The task: The answer must be one number: how many lines below contain the word "invariants".

Information supplied:
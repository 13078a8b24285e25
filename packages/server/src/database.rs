use std::time::Duration;

use sea_orm::{ConnectOptions, Database, DatabaseConnection, DbErr};

pub async fn init_db(db_url: &str) -> Result<DatabaseConnection, DbErr> {
    let mut opt = ConnectOptions::new(db_url.to_owned());

    // Set connection pool options
    opt.max_connections(20)
        .min_connections(1)
        .connect_timeout(Duration::from_secs(8))
        .acquire_timeout(Duration::from_secs(8))
        .idle_timeout(Duration::from_secs(300))
        .sqlx_logging(false);

    let db = Database::connect(opt).await?;
    db.get_schema_registry("forge_server::entity::*")
        .sync(&db)
        .await?;

    Ok(db)
}
use serde::Serialize;
use utoipa::ToSchema;

use super::plugin::PluginResponse;

/// Body returned after a default-branch push has been processed.
#[derive(Serialize, ToSchema)]
pub struct PluginEnvelope {
    pub plugin: PluginResponse,
}

/// Body returned for deliveries that required no work.
#[derive(Serialize, ToSchema)]
pub struct MessageResponse {
    #[schema(example = "Not a push to the default branch.")]
    pub message: String,
}

impl MessageResponse {
    pub fn new(message: impl Into<String>) -> Self {
        Self {
            message: message.into(),
        }
    }
}
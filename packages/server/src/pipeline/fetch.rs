use std::path::Path;
use std::process::Stdio;

use async_trait::async_trait;
use thiserror::Error;
use tokio::io::AsyncReadExt;
use tokio::process::Command;
use tokio_util::sync::CancellationToken;
use tracing::debug;

#[derive(Debug, Error)]
pub enum FetchError {
    #[error("failed to run git: {0}")]
    Spawn(#[source] std::io::Error),

    #[error("git clone exited with {status}: {stderr}")]
    Failed { status: String, stderr: String },

    #[error("clone cancelled")]
    Cancelled,

    #[error("{0}")]
    Other(String),
}

/// Source-control boundary: materialises a repository's working tree.
#[async_trait]
pub trait SourceFetcher: Send + Sync {
    /// Populate `dest`, which must not exist yet, with the working tree
    /// behind `url`.
    ///
    /// Implementations must stop promptly once `cancel` fires and must not
    /// touch `dest` after returning.
    async fn fetch(
        &self,
        url: &str,
        dest: &Path,
        cancel: CancellationToken,
    ) -> Result<(), FetchError>;
}

/// Clones with the `git` executable (shallow, default branch only).
pub struct GitCliFetcher {
    git_bin: String,
}

impl GitCliFetcher {
    pub fn new(git_bin: impl Into<String>) -> Self {
        Self {
            git_bin: git_bin.into(),
        }
    }
}

#[async_trait]
impl SourceFetcher for GitCliFetcher {
    async fn fetch(
        &self,
        url: &str,
        dest: &Path,
        cancel: CancellationToken,
    ) -> Result<(), FetchError> {
        debug!(url, dest = ?dest, "Cloning repository");

        let mut child = Command::new(&self.git_bin)
            .args(["clone", "--depth", "1", "--quiet", "--"])
            .arg(url)
            .arg(dest)
            .env("GIT_TERMINAL_PROMPT", "0")
            .stdin(Stdio::null())
            .stdout(Stdio::null())
            .stderr(Stdio::piped())
            .kill_on_drop(true)
            .spawn()
            .map_err(FetchError::Spawn)?;

        let stderr = child.stderr.take();
        let stderr_reader = tokio::spawn(async move {
            let mut buf = String::new();
            if let Some(mut stderr) = stderr {
                let _ = stderr.read_to_string(&mut buf).await;
            }
            buf
        });

        let status = tokio::select! {
            status = child.wait() => status.map_err(FetchError::Spawn)?,
            _ = cancel.cancelled() => {
                // Reap the child so it cannot write into `dest` after we return.
                let _ = child.kill().await;
                stderr_reader.abort();
                return Err(FetchError::Cancelled);
            }
        };

        let stderr = stderr_reader.await.unwrap_or_default();
        if !status.success() {
            return Err(FetchError::Failed {
                status: status.to_string(),
                stderr: stderr.trim().to_string(),
            });
        }

        Ok(())
    }
}
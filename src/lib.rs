//! # Arena-Indexed AVL Tree Store
//!
//! This library implements a self-balancing binary search tree (AVL)
//! over unsigned integer keys, with node storage addressed by stable
//! integer handles instead of memory pointers.
//!
//! ## Core design
//!
//! 1. **Handle/arena storage**: Nodes live in an append-only arena and
//!    reference each other by [`Handle`]; handle 0 is the reserved
//!    empty sentinel and handles are never reused
//! 2. **Descend-then-rebalance insertion**: Heights are recomputed and
//!    rotations applied bottom-up while the recursion unwinds
//! 3. **Auditability**: Any external component can read nodes by handle
//!    and re-check the balance and ordering invariants via [`audit`]
//!
//! Result: O(log n) insert and search, with a tree shape that can be
//! exported, persisted, and independently verified.
//!
//! ## Usage Example
//!
//! ```
//! use alder::{AvlTree, Handle};
//!
//! let mut tree = AvlTree::new();
//! assert_eq!(tree.root(), Handle::EMPTY);
//!
//! tree.insert(50)?;
//! tree.insert(40)?;
//! assert!(tree.search(50));
//! assert!(!tree.search(41));
//! # Ok::<(), alder::TreeError>(())
//! ```

#![warn(missing_docs, missing_debug_implementations)]
#![allow(clippy::new_without_default)]

// Core modules - each implements one layer of the store
pub mod arena; // Handle minting and append-only node storage
pub mod audit; // Invariant verification and snapshots
pub mod tree; // The AVL tree: insert, search, rotations

// Re-exports for convenience
pub use arena::{Arena, Handle};
pub use audit::{AuditReport, AuditViolation, TreeSnapshot};
pub use tree::{AvlTree, InOrderIter, InsertOutcome, Node};

use thiserror::Error;

/// Configuration parameters for a tree instance
///
/// Each tree is an explicitly constructed instance with its own arena
/// and counters; there is no shared global state.
#[derive(Debug, Clone, Copy, Default)]
pub struct TreeConfig {
    /// What `insert` does when the key is already present
    pub duplicate_policy: DuplicatePolicy,
}

impl TreeConfig {
    /// Configuration that reports duplicate inserts as errors
    pub fn rejecting_duplicates() -> Self {
        Self {
            duplicate_policy: DuplicatePolicy::Reject,
        }
    }
}

/// Behavior of `insert` for a key that is already present
#[derive(Debug, Clone, Copy, PartialEq, Eq, Default)]
pub enum DuplicatePolicy {
    /// Leave the tree untouched and report the existing node (default)
    #[default]
    Ignore,
    /// Fail the call with [`TreeError::DuplicateKey`]
    Reject,
}

/// Errors reported by tree operations
#[derive(Error, Debug, PartialEq, Eq)]
pub enum TreeError {
    /// A handle did not resolve to a stored node
    ///
    /// Handles are only minted by the owning arena, so this indicates
    /// an internal-consistency violation; the mutating call aborts
    /// instead of persisting a corrupt tree.
    #[error("invalid handle {0}: no node stored at this slot")]
    InvalidHandle(Handle),

    /// Key already present, under [`DuplicatePolicy::Reject`]
    #[error("duplicate key {0}")]
    DuplicateKey(u64),

    /// Handle space is exhausted
    #[error("handle space exhausted after {0} nodes")]
    CapacityExhausted(usize),
}
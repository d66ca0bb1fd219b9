//! Invariant verification and snapshots
//!
//! External auditors read nodes by handle and re-check the structural
//! invariants: AVL balance, strict BST ordering, height freshness, and
//! root/emptiness agreement. A corrupted tree must fail loudly here
//! rather than be persisted or restored.

use thiserror::Error;

use crate::arena::{Arena, Handle};
use crate::tree::{AvlTree, Node};
use crate::{TreeConfig, TreeError};

#[cfg(feature = "serde")]
use serde::{Deserialize, Serialize};

/// A structural invariant that failed verification
#[derive(Error, Debug, PartialEq, Eq)]
pub enum AuditViolation {
    /// Balance factor outside [-1, 1]
    #[error("node {handle} has balance factor {balance}, outside [-1, 1]")]
    Unbalanced {
        /// Offending node
        handle: Handle,
        /// Its computed balance factor
        balance: i64,
    },

    /// A key placed outside the range its ancestors allow
    #[error("node {handle} with key {key} violates BST ordering")]
    OutOfOrder {
        /// Offending node
        handle: Handle,
        /// Its key
        key: u64,
    },

    /// Stored height disagrees with the recomputed height
    #[error("node {handle} stores height {stored}, recomputed {computed}")]
    StaleHeight {
        /// Offending node
        handle: Handle,
        /// Height recorded on the node
        stored: u32,
        /// Height recomputed from its subtrees
        computed: u32,
    },

    /// Root sentinel and node count disagree
    #[error("root {root} inconsistent with {nodes} stored nodes")]
    RootMismatch {
        /// Current root handle
        root: Handle,
        /// Number of stored nodes
        nodes: usize,
    },

    /// Stored nodes not reachable from the root
    #[error("{reachable} nodes reachable from root, {stored} stored")]
    Unreachable {
        /// Nodes found by walking from the root
        reachable: usize,
        /// Nodes held in the arena
        stored: usize,
    },

    /// Snapshot counter does not match its node table
    #[error("snapshot next_handle {next_handle} does not fit {nodes} nodes")]
    CounterMismatch {
        /// Counter carried by the snapshot
        next_handle: u32,
        /// Number of nodes in the snapshot
        nodes: usize,
    },

    /// A child handle failed to resolve during the walk
    #[error(transparent)]
    Storage(#[from] TreeError),
}

/// Summary of a successful verification pass
#[derive(Debug, Clone, Copy, PartialEq, Eq)]
pub struct AuditReport {
    /// Nodes reachable from the root
    pub nodes: usize,
    /// Verified tree height
    pub height: u32,
}

impl AuditReport {
    /// Theoretical AVL height bound, 1.45 * log2(n + 2)
    pub fn height_bound(&self) -> f64 {
        1.45 * ((self.nodes + 2) as f64).log2()
    }

    /// Whether the verified height respects the theoretical bound
    pub fn within_height_bound(&self) -> bool {
        f64::from(self.height) <= self.height_bound()
    }
}

/// Verify every structural invariant of `tree`
///
/// Walks all reachable nodes; O(n). Returns the first violation found,
/// with the offending handle attached.
pub fn verify(tree: &AvlTree) -> Result<AuditReport, AuditViolation> {
    if tree.root().is_empty() != (tree.len() == 0) {
        return Err(AuditViolation::RootMismatch {
            root: tree.root(),
            nodes: tree.len(),
        });
    }

    let (height, reachable) = check_subtree(tree, tree.root(), None, None)?;
    if reachable != tree.len() {
        return Err(AuditViolation::Unreachable {
            reachable,
            stored: tree.len(),
        });
    }

    Ok(AuditReport {
        nodes: reachable,
        height,
    })
}

/// Check one subtree against the open key interval (lower, upper);
/// returns its recomputed height and node count
///
/// The intervals nest strictly, so a handle cycle re-enters a node
/// whose key its own descent has excluded and fails the ordering
/// check instead of looping.
fn check_subtree(
    tree: &AvlTree,
    handle: Handle,
    lower: Option<u64>,
    upper: Option<u64>,
) -> Result<(u32, usize), AuditViolation> {
    if handle.is_empty() {
        return Ok((0, 0));
    }

    let node = tree.node(handle)?;
    let below_lower = lower.is_some_and(|bound| node.key <= bound);
    let above_upper = upper.is_some_and(|bound| node.key >= bound);
    if below_lower || above_upper {
        return Err(AuditViolation::OutOfOrder {
            handle,
            key: node.key,
        });
    }

    let (left_height, left_count) = check_subtree(tree, node.left, lower, Some(node.key))?;
    let (right_height, right_count) = check_subtree(tree, node.right, Some(node.key), upper)?;

    let computed = 1 + left_height.max(right_height);
    if node.height != computed {
        return Err(AuditViolation::StaleHeight {
            handle,
            stored: node.height,
            computed,
        });
    }

    let balance = i64::from(left_height) - i64::from(right_height);
    if !(-1..=1).contains(&balance) {
        return Err(AuditViolation::Unbalanced { handle, balance });
    }

    Ok((computed, 1 + left_count + right_count))
}

/// Persisted tree state: root handle, handle counter, full node table
///
/// Node `#h` sits at `nodes[h - 1]`, in mint order. This is the whole
/// state needed to rebuild the tree deterministically.
#[derive(Debug, Clone, PartialEq, Eq)]
#[cfg_attr(feature = "serde", derive(Serialize, Deserialize))]
pub struct TreeSnapshot {
    /// Root handle at capture time
    pub root: Handle,
    /// Handle the next insertion would mint
    pub next_handle: u32,
    /// All nodes, indexed by handle minus one
    pub nodes: Vec<Node>,
}

impl TreeSnapshot {
    /// Export the persisted state of `tree`
    pub fn capture(tree: &AvlTree) -> Self {
        Self {
            root: tree.root(),
            next_handle: tree.arena().next_handle(),
            nodes: tree.arena().iter().map(|(_, node)| *node).collect(),
        }
    }

    /// Rebuild a tree from persisted state, verifying invariants first
    ///
    /// A snapshot that fails verification is rejected wholesale; a
    /// corrupt tree must not come back to life.
    pub fn restore(self, config: TreeConfig) -> Result<AvlTree, AuditViolation> {
        let nodes = self.nodes.len();
        let arena = Arena::from_parts(self.nodes, self.next_handle).ok_or(
            AuditViolation::CounterMismatch {
                next_handle: self.next_handle,
                nodes,
            },
        )?;

        let tree = AvlTree::from_parts(arena, self.root, config);
        verify(&tree)?;
        Ok(tree)
    }
}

Task solution: 3